Processing circuitry 120 may comprise a combination of one or more of a microprocessor, controller, microcontroller, central processing unit, digital signal processor, application-specific integrated circuit, field programmable gate array, or any other suitable computing device, resource, or combination of hardware, software, and/or encoded logic operable to provide, either alone or in conjunction with other WD 110 components, such as device readable medium 130, WD 110 functionality. Such functionality may include providing any of the various wireless features or benefits discussed herein. For example, processing circuitry 120 may execute instructions stored in device readable medium 130 or in memory within processing circuitry 120 to provide the functionality disclosed herein.
As illustrated, processing circuitry 120 includes one or more of RF transceiver circuitry 122, baseband processing circuitry 124, and application processing circuitry 126. In other embodiments, the processing circuitry may comprise different components and/or different combinations of components. In certain embodiments processing circuitry 120 ofWD 110 may comprise a SOC. In some embodiments, RF transceiver circuitry 122, baseband processing circuitry 124, and application processing circuitry 126 may be on separate chips or sets of chips. In alternative embodiments, part or all of baseband processing circuitry 124 and application processing circuitry 126 may be combined into one chip or set of chips, and RF transceiver circuitry 122 may be on a separate chip or set of chips. In still alternative embodiments, part or all of RF transceiver circuitry 122 and baseband processing circuitry 124 may be on the same chip or set of chips, and application processing circuitry 126 may be on a separate chip or set of chips. In yet other alternative embodiments, part or all of RF transceiver circuitry 122, baseband processing circuitry 124, and application processing circuitry 126 may be combined in the same chip or set of chips. In some embodiments, RF transceiver circuitry 122 may be a part of interface 114. RF transceiver circuitry 122 may condition RF signals for processing circuitry 120.

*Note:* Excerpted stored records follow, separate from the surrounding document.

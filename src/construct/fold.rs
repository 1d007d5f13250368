//! Center-point augmentation and foldover interleaving.

use ndarray::Array2;

use super::DesignChoice;

/// Number of all-zero center rows appended for a given categorical count.
pub(crate) fn center_row_count(n_categorical: usize, choice: DesignChoice) -> usize {
    match (n_categorical, choice) {
        (0, _) => 1,
        (1, _) => 2,
        (_, DesignChoice::Dsd) => 2,
        (_, DesignChoice::Orth) => 4,
    }
}

/// Append `count` all-zero rows below the base design.
pub(crate) fn append_center_rows(f: &Array2<i32>, count: usize) -> Array2<i32> {
    let (rows, cols) = f.dim();
    let mut out = Array2::zeros((rows + count, cols));
    for i in 0..rows {
        for j in 0..cols {
            out[[i, j]] = f[[i, j]];
        }
    }
    out
}

/// Interleave the two mirrored halves of the base rows so every foldover
/// pair sits on adjacent rows: row `2k` comes from the first half, row
/// `2k + 1` from the second. Center rows keep their trailing positions.
pub(crate) fn fold_interleave(f: &Array2<i32>, base_rows: usize) -> Array2<i32> {
    debug_assert!(base_rows % 2 == 0, "base row count must be even");
    let half = base_rows / 2;
    let cols = f.ncols();

    let mut out = f.clone();
    for k in 0..half {
        for j in 0..cols {
            out[[2 * k, j]] = f[[k, j]];
            out[[2 * k + 1, j]] = f[[half + k, j]];
        }
    }
    out
}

In certain embodiments, some or all of the functionality described herein as being performed by a WD may be provided by processing circuitry 120 executing instructions stored on device readable medium 130, which in certain embodiments may be a computer-readable storage medium. In alternative embodiments, some or all of the functionality may be provided by processing circuitry 120 without executing instructions stored on a separate or discrete device readable storage medium, such as in a hard-wired manner. In any of those embodiments, whether executing instructions stored on a device readable storage medium or not, processing circuitry 120 can be configured to perform the described functionality. The benefits provided by such functionality are not limited to processing circuitry 120 alone or to other components of WD 110, but are enjoyed by WD 110, and/or by end users and the wireless network generally.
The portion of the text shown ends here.